Amnesty International est préoccupée d’un certain nombre de violations du droit à un procès équitable pour les personnes détenues en lien avec des manifestations. Lors des audiences, les tribunaux n’ont pas respecté les normes internationales pour un procès équitable, les juges refusant d’écouter les éléments fournis par les prévenus, certains d’entre eux, dont Garry Kasparov, étant empêchés de voir leurs avocats avant et après l’audience. De nombreuses personnes ont été placées en détention pendant plus de trois heures, la durée maximale dans ces circonstances. L’une de ces personnes aurait également été passée à tabac par des policiers qui lui ont refusé les soins médicaux nécessaires lorsqu’elle a comparu devant un tribunal de Moscou.
«Le devoir de l’État de préserver l’ordre public et de protéger les droits et libertés des personnes éventuellement affectées par les manifestations publiques ne justifie nullement le recours excessif à la force contre des manifestants pacifiques, et ne saurait servir d’excuse à la répression de l’opposition», a ajouté Nicola Duckworth.
Amnesty International est également très préoccupée de l’agression ayant entraîné la mort de Farid Babaïev, un important militant politique oeuvrant pour les droits humains. Farid Babaïev était le premier candidat sur la liste du parti Iabloko pour les élections à la Douma d’État russe, dans la république méridionale du Daghestan. Le soir du 22 novembre, Farid Babaïev a été mortellement blessé par des tireurs inconnus en sortant de son appartement à Makhatchkala, la capitale du Daghestan. Il est décédé deux jours plus tard à l’hôpital. Des proches et des militants des droits humains ont indiqué que les opinions politiques ouvertement exprimées par Farid Babaïev pourraient être à l’origine de cet homicide, tandis que les autorités auraient refusé d’attribuer une quelconque motivation politique à cet acte.
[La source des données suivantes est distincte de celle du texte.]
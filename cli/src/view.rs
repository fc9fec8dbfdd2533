use std::fmt::Write;

use tripwire_core::{CellMarks, CellView, Face, Outcome, Snapshot};

fn glyph(cell: CellView) -> char {
    match cell.face {
        Face::Hidden => '.',
        Face::Flagged if cell.marks.contains(CellMarks::MISFLAGGED) => 'x',
        Face::Flagged => 'F',
        Face::Revealed(_) if cell.marks.contains(CellMarks::FALSE_REVEAL) => '!',
        Face::Revealed(_) if cell.marks.contains(CellMarks::MISFLAGGED) => 'x',
        Face::Revealed(0) => ' ',
        // adjacency never exceeds 8
        Face::Revealed(count) => char::from(b'0' + count),
        Face::Mine if cell.marks.contains(CellMarks::TRIGGER) => '#',
        Face::Mine => '*',
    }
}

/// Plain-text board with column and row numbers, followed by the status line.
pub fn render(snapshot: &Snapshot) -> String {
    let (width, height) = snapshot.size;
    let mut out = String::new();

    out.push_str("    ");
    for x in 0..width {
        let _ = write!(out, "{}", x % 10);
    }
    out.push('\n');

    for y in 0..height {
        let _ = write!(out, "{y:>3} ");
        for x in 0..width {
            if let Some(cell) = snapshot.cell((x, y)) {
                out.push(glyph(cell));
            }
        }
        out.push('\n');
    }

    let _ = write!(out, "{}", status(snapshot));
    out
}

pub fn status(snapshot: &Snapshot) -> String {
    match snapshot.outcome {
        Outcome::InProgress => format!(
            "Mines left: {}  Progress: {:.1}%",
            snapshot.mines_remaining, snapshot.progress
        ),
        Outcome::Won => "Good job!".to_string(),
        Outcome::Lost => "You lost!".to_string(),
    }
}
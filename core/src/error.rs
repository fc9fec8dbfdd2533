use alloc::string::String;
use thiserror::Error;

#[derive(Error, Debug, Copy, Clone, PartialEq, Eq)]
pub enum GameError {
    #[error("Invalid coordinates")]
    InvalidCoords,
    #[error("Board must be at least 1x1")]
    InvalidSize,
    #[error("Too many mines, at least one cell must be safe")]
    TooManyMines,
}

pub type Result<T> = core::result::Result<T, GameError>;

#[derive(Error, Debug, Clone, PartialEq)]
pub enum ScoreError {
    #[error("Score storage failed: {0}")]
    Storage(String),
    #[error("Invalid elapsed time: {0}")]
    InvalidTime(f64),
}
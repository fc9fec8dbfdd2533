use std::path::PathBuf;

use clap::{Parser, ValueEnum};
use tripwire_core::{CellCount, Coord, GameConfig, GameError};

#[derive(Copy, Clone, Debug, PartialEq, Eq, ValueEnum)]
pub enum Preset {
    Beginner,
    Intermediate,
    Expert,
}

impl Preset {
    fn config(self) -> GameConfig {
        match self {
            Self::Beginner => GameConfig::beginner(),
            Self::Intermediate => GameConfig::intermediate(),
            Self::Expert => GameConfig::expert(),
        }
    }
}

/// Play a game of mines in the terminal.
///
/// Without a preset the board is 30x15 with 75 mines, any of width, height and mines overrides it.
#[derive(Parser, Debug)]
#[command(version, about, long_about = None)]
pub struct Args {
    /// What log level to use
    #[command(flatten)]
    pub verbose: clap_verbosity_flag::Verbosity,

    /// Start from a standard board
    #[arg(short, long, value_enum)]
    pub preset: Option<Preset>,

    #[arg(long)]
    pub width: Option<Coord>,

    #[arg(long)]
    pub height: Option<Coord>,

    #[arg(long)]
    pub mines: Option<CellCount>,

    /// Force a seed instead of random
    #[arg(short, long)]
    pub seed: Option<u64>,

    /// Where best times are kept
    #[arg(long, default_value = ".tripwire")]
    pub data_dir: PathBuf,
}

impl Args {
    pub fn game_config(&self) -> Result<GameConfig, GameError> {
        let base = self.preset.map(Preset::config).unwrap_or_default();
        GameConfig::new(
            self.width.unwrap_or(base.width),
            self.height.unwrap_or(base.height),
            self.mines.unwrap_or(base.mines),
        )
    }
}
#![no_std]

extern crate alloc;

use serde::{Deserialize, Serialize};

pub use cell::*;
pub use clock::*;
pub use engine::*;
pub use error::*;
pub use grid::*;
pub use placement::*;
pub use scores::*;
pub use session::*;
pub use snapshot::*;
pub use types::*;

mod cell;
mod clock;
mod engine;
mod error;
mod grid;
mod placement;
mod scores;
mod session;
mod snapshot;
mod types;

/// Board dimensions and mine count, validated so that at least one cell is always safe.
#[derive(Copy, Clone, Debug, PartialEq, Eq, Serialize, Deserialize)]
pub struct GameConfig {
    pub width: Coord,
    pub height: Coord,
    pub mines: CellCount,
}

impl GameConfig {
    pub fn new(width: Coord, height: Coord, mines: CellCount) -> Result<Self> {
        if width == 0 || height == 0 {
            return Err(GameError::InvalidSize);
        }
        if mines >= mult(width, height) {
            return Err(GameError::TooManyMines);
        }
        Ok(Self {
            width,
            height,
            mines,
        })
    }

    pub const fn beginner() -> Self {
        Self {
            width: 9,
            height: 9,
            mines: 10,
        }
    }

    pub const fn intermediate() -> Self {
        Self {
            width: 16,
            height: 16,
            mines: 40,
        }
    }

    pub const fn expert() -> Self {
        Self {
            width: 30,
            height: 16,
            mines: 99,
        }
    }

    pub const fn size(&self) -> Coord2 {
        (self.width, self.height)
    }

    pub const fn total_cells(&self) -> CellCount {
        mult(self.width, self.height)
    }

    pub const fn safe_cells(&self) -> CellCount {
        self.total_cells() - self.mines
    }
}

impl Default for GameConfig {
    fn default() -> Self {
        Self {
            width: 30,
            height: 15,
            mines: 75,
        }
    }
}
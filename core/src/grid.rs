use core::ops::{Index, IndexMut};
use ndarray::Array2;
use serde::{Deserialize, Serialize};

use crate::*;

/// Fixed-size rectangular array of cells, its dimensions never change after construction.
#[derive(Clone, Debug, PartialEq, Serialize, Deserialize)]
pub struct Grid {
    cells: Array2<Cell>,
}

impl Grid {
    pub fn new(size: Coord2) -> Self {
        Self {
            cells: Array2::default(size.to_nd_index()),
        }
    }

    pub fn size(&self) -> Coord2 {
        let (x, y) = self.cells.dim();
        // dimensions come from a Coord2 so they always fit
        (x as Coord, y as Coord)
    }

    pub fn total_cells(&self) -> CellCount {
        let (x, y) = self.size();
        mult(x, y)
    }

    pub fn validate_coords(&self, coords: Coord2) -> Result<Coord2> {
        let size = self.size();
        if coords.0 < size.0 && coords.1 < size.1 {
            Ok(coords)
        } else {
            Err(GameError::InvalidCoords)
        }
    }

    pub fn neighbors(&self, coords: Coord2) -> Neighbors {
        neighbors(coords, self.size())
    }

    pub fn count_neighbors(&self, coords: Coord2, pred: impl Fn(&Cell) -> bool) -> u8 {
        // at most 8
        self.neighbors(coords).filter(|&pos| pred(&self[pos])).count() as u8
    }

    /// All coordinates in x-major order.
    pub fn iter_coords(&self) -> impl Iterator<Item = Coord2> + use<> {
        let (width, height) = self.size();
        (0..width).flat_map(move |x| (0..height).map(move |y| (x, y)))
    }

    pub fn iter(&self) -> impl Iterator<Item = &Cell> {
        self.cells.iter()
    }

    pub(crate) fn iter_mut(&mut self) -> impl Iterator<Item = &mut Cell> {
        self.cells.iter_mut()
    }

    pub fn mine_count(&self) -> CellCount {
        self.count_cells(|cell| cell.is_mine)
    }

    pub fn count_hidden_safe(&self) -> CellCount {
        self.count_cells(Cell::is_hidden_safe)
    }

    pub fn count_cells(&self, pred: impl Fn(&Cell) -> bool) -> CellCount {
        // never more than Coord::MAX squared
        self.cells.iter().filter(|&cell| pred(cell)).count() as CellCount
    }

    /// Marks every given coordinate as a mine and bumps the adjacency count of each of its neighbors.
    pub(crate) fn lay_mines(&mut self, mines: &[Coord2]) {
        for &coords in mines {
            debug_assert!(!self[coords].is_mine, "mine laid twice at {coords:?}");
            self[coords].is_mine = true;
            for pos in self.neighbors(coords) {
                self[pos].adjacent_mines += 1;
            }
        }
    }
}

impl Index<Coord2> for Grid {
    type Output = Cell;

    fn index(&self, coords: Coord2) -> &Self::Output {
        &self.cells[coords.to_nd_index()]
    }
}

impl IndexMut<Coord2> for Grid {
    fn index_mut(&mut self, coords: Coord2) -> &mut Self::Output {
        &mut self.cells[coords.to_nd_index()]
    }
}

#[cfg(test)]
mod tests {
    use super::*;

    #[test]
    fn new_grid_is_all_hidden_and_safe() {
        let grid = Grid::new((4, 3));

        assert_eq!(grid.size(), (4, 3));
        assert_eq!(grid.total_cells(), 12);
        assert_eq!(grid.mine_count(), 0);
        assert!(grid.iter().all(|cell| *cell == Cell::default()));
    }

    #[test]
    fn validate_coords_rejects_out_of_range() {
        let grid = Grid::new((4, 3));

        assert_eq!(grid.validate_coords((3, 2)), Ok((3, 2)));
        assert_eq!(grid.validate_coords((4, 0)), Err(GameError::InvalidCoords));
        assert_eq!(grid.validate_coords((0, 3)), Err(GameError::InvalidCoords));
    }

    #[test]
    fn lay_mines_computes_exact_adjacency() {
        let mut grid = Grid::new((5, 4));
        grid.lay_mines(&[(0, 0), (1, 1), (4, 3)]);

        assert_eq!(grid.mine_count(), 3);
        for coords in grid.iter_coords() {
            let expected = grid.count_neighbors(coords, |cell| cell.is_mine);
            assert_eq!(grid[coords].adjacent_mines, expected, "at {coords:?}");
        }
        assert_eq!(grid[(1, 0)].adjacent_mines, 2);
        assert_eq!(grid[(3, 3)].adjacent_mines, 1);
    }

    #[test]
    fn iter_coords_covers_every_cell_once() {
        let grid = Grid::new((3, 2));

        assert_eq!(grid.iter_coords().count(), 6);
        assert!(grid.iter_coords().all(|coords| grid.validate_coords(coords).is_ok()));
    }
}
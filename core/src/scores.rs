use alloc::collections::BTreeMap;
use alloc::format;
use alloc::string::{String, ToString};
use alloc::vec::Vec;
use serde::{Deserialize, Serialize};

use crate::*;

/// How many best times are kept.
pub const MAX_SCORES: usize = 10;

/// Key under which the score list is stored.
pub const SCORES_KEY: &str = "scores";

/// Receives the elapsed time of every won game.
pub trait ScoreStore {
    /// Records `time` and returns its zero-based rank, or `None` when it did not make the list.
    fn append_and_rank(&mut self, time: f64) -> core::result::Result<Option<usize>, ScoreError>;
}

/// Best times in seconds, ascending, at most [`MAX_SCORES`] of them.
#[derive(Clone, Debug, Default, PartialEq, Serialize, Deserialize)]
pub struct ScoreList {
    times: Vec<f64>,
}

impl ScoreList {
    /// Parses the comma-separated stored form, dropping anything that is not a usable time.
    pub fn parse(text: &str) -> Self {
        let mut times: Vec<f64> = text
            .split(',')
            .map(str::trim)
            .filter(|entry| !entry.is_empty())
            .filter_map(|entry| match entry.parse::<f64>() {
                Ok(time) if is_valid_time(time) => Some(time),
                _ => {
                    log::warn!("Ignoring invalid stored score {:?}", entry);
                    None
                }
            })
            .collect();
        times.sort_by(f64::total_cmp);
        times.truncate(MAX_SCORES);
        Self { times }
    }

    pub fn times(&self) -> &[f64] {
        &self.times
    }

    pub fn best(&self) -> Option<f64> {
        self.times.first().copied()
    }

    pub fn len(&self) -> usize {
        self.times.len()
    }

    pub fn is_empty(&self) -> bool {
        self.times.is_empty()
    }

    /// Inserts `time` in order, returning its rank if it is among the best.
    pub fn insert(&mut self, time: f64) -> core::result::Result<Option<usize>, ScoreError> {
        if !is_valid_time(time) {
            return Err(ScoreError::InvalidTime(time));
        }

        // ties rank behind the times already on the list
        let rank = self.times.partition_point(|&existing| existing <= time);
        if rank >= MAX_SCORES {
            return Ok(None);
        }
        self.times.insert(rank, time);
        self.times.truncate(MAX_SCORES);
        Ok(Some(rank))
    }

    pub fn to_text(&self) -> String {
        self.times
            .iter()
            .map(|time| format!("{time}"))
            .collect::<Vec<_>>()
            .join(",")
    }
}

fn is_valid_time(time: f64) -> bool {
    time.is_finite() && time >= 0.0
}

/// A string key-value store such as browser local storage or a directory of text files.
pub trait KeyValueStore {
    fn get(&self, key: &str) -> Option<String>;
    fn set(&mut self, key: &str, value: &str) -> core::result::Result<(), ScoreError>;
}

#[derive(Clone, Debug, Default, PartialEq)]
pub struct MemoryStore {
    entries: BTreeMap<String, String>,
}

impl MemoryStore {
    pub fn new() -> Self {
        Self::default()
    }
}

impl KeyValueStore for MemoryStore {
    fn get(&self, key: &str) -> Option<String> {
        self.entries.get(key).cloned()
    }

    fn set(&mut self, key: &str, value: &str) -> core::result::Result<(), ScoreError> {
        self.entries.insert(key.to_string(), value.to_string());
        Ok(())
    }
}

/// Keeps the ranked [`ScoreList`] under [`SCORES_KEY`] of a [`KeyValueStore`].
#[derive(Clone, Debug, Default, PartialEq)]
pub struct KeyedScoreStore<K> {
    store: K,
}

impl<K: KeyValueStore> KeyedScoreStore<K> {
    pub fn new(store: K) -> Self {
        Self { store }
    }

    pub fn load(&self) -> ScoreList {
        self.store
            .get(SCORES_KEY)
            .map(|text| ScoreList::parse(&text))
            .unwrap_or_default()
    }

    pub fn store(&self) -> &K {
        &self.store
    }
}

impl<K: KeyValueStore> ScoreStore for KeyedScoreStore<K> {
    fn append_and_rank(&mut self, time: f64) -> core::result::Result<Option<usize>, ScoreError> {
        let mut scores = self.load();
        let rank = scores.insert(time)?;
        if rank.is_some() {
            self.store.set(SCORES_KEY, &scores.to_text())?;
        }
        log::debug!("Recorded time {} with rank {:?}", time, rank);
        Ok(rank)
    }
}

#[cfg(test)]
mod tests {
    use super::*;

    #[test]
    fn parse_sorts_and_skips_garbage() {
        let scores = ScoreList::parse(" 12.5, abc,3,,-1, NaN, inf, 7.25 ");

        assert_eq!(scores.times(), &[3.0, 7.25, 12.5]);
        assert_eq!(scores.best(), Some(3.0));
    }

    #[test]
    fn parse_keeps_only_the_best_ten() {
        let text = "15,14,13,12,11,10,9,8,7,6,5,4,3,2,1";

        let scores = ScoreList::parse(text);

        assert_eq!(scores.len(), MAX_SCORES);
        assert_eq!(scores.times().first(), Some(&1.0));
        assert_eq!(scores.times().last(), Some(&10.0));
    }

    #[test]
    fn parse_empty_text_is_empty() {
        assert!(ScoreList::parse("").is_empty());
    }

    #[test]
    fn insert_ranks_new_times() {
        let mut scores = ScoreList::parse("10,20,30");

        assert_eq!(scores.insert(15.0), Ok(Some(1)));
        assert_eq!(scores.insert(20.0), Ok(Some(3)));
        assert_eq!(scores.times(), &[10.0, 15.0, 20.0, 20.0, 30.0]);
    }

    #[test]
    fn insert_drops_times_outside_the_list() {
        let mut scores = ScoreList::parse("1,2,3,4,5,6,7,8,9,10");

        assert_eq!(scores.insert(11.0), Ok(None));
        assert_eq!(scores.insert(0.5), Ok(Some(0)));
        assert_eq!(scores.len(), MAX_SCORES);
        assert_eq!(scores.times().last(), Some(&9.0));
    }

    #[test]
    fn insert_rejects_invalid_times() {
        let mut scores = ScoreList::default();

        assert_eq!(scores.insert(-1.0), Err(ScoreError::InvalidTime(-1.0)));
        assert!(scores.insert(f64::NAN).is_err());
        assert!(scores.is_empty());
    }

    #[test]
    fn keyed_store_persists_the_comma_form() {
        let mut store = KeyedScoreStore::new(MemoryStore::new());

        assert_eq!(store.append_and_rank(42.5), Ok(Some(0)));
        assert_eq!(store.append_and_rank(7.0), Ok(Some(0)));
        assert_eq!(store.append_and_rank(50.0), Ok(Some(2)));

        assert_eq!(store.store().get(SCORES_KEY).as_deref(), Some("7,42.5,50"));
        assert_eq!(store.load().times(), &[7.0, 42.5, 50.0]);
    }

    #[test]
    fn keyed_store_recovers_from_corrupt_data() {
        let mut kv = MemoryStore::new();
        kv.set(SCORES_KEY, "oops,,3").unwrap();
        let mut store = KeyedScoreStore::new(kv);

        assert_eq!(store.append_and_rank(5.0), Ok(Some(1)));
        assert_eq!(store.store().get(SCORES_KEY).as_deref(), Some("3,5"));
    }
}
Amnesty International exprime à nouveau son inquiétude quant à l’enlèvement et aux mauvais traitements infligés à Oleg Orlov, président du Centre russe «Memorial» de défense des droits humains, et à trois journalistes de la chaîne de télévision russe REN TV. Dans la nuit du 23 au 24 novembre, ces quatre personnes ont été enlevées dans un hôtel de Nazran, en république d’Ingouchie, par des hommes cagoulés en tenue de camouflage. Oleg Orlov et les trois journalistes ont été conduits à l’extérieur de la ville et abandonnés dans un champ, après avoir été roués de coups et menacés d’être abattus.
«La réduction au silence des médias et des défenseurs des droits humains, ainsi que le harcèlement et le mauvais traitement de ceux qui dénoncent les violations des droits humains ou qui expriment leur opposition, sont inacceptables et inexcusables, que ce soit pendant la période électorale ou des périodes de préoccupations relatives à la sécurité», a déclaré Nicola Duckworth.
Amnesty International publie ce 28 novembre une brochure sur les défenseurs des droits humains dans le Caucase du Nord, en demandant aux autorités de respecter le travail légitime des défenseurs des droits humains, des avocats et des journalistes, et de s’abstenir de toute ingérence illégale dans leur travail.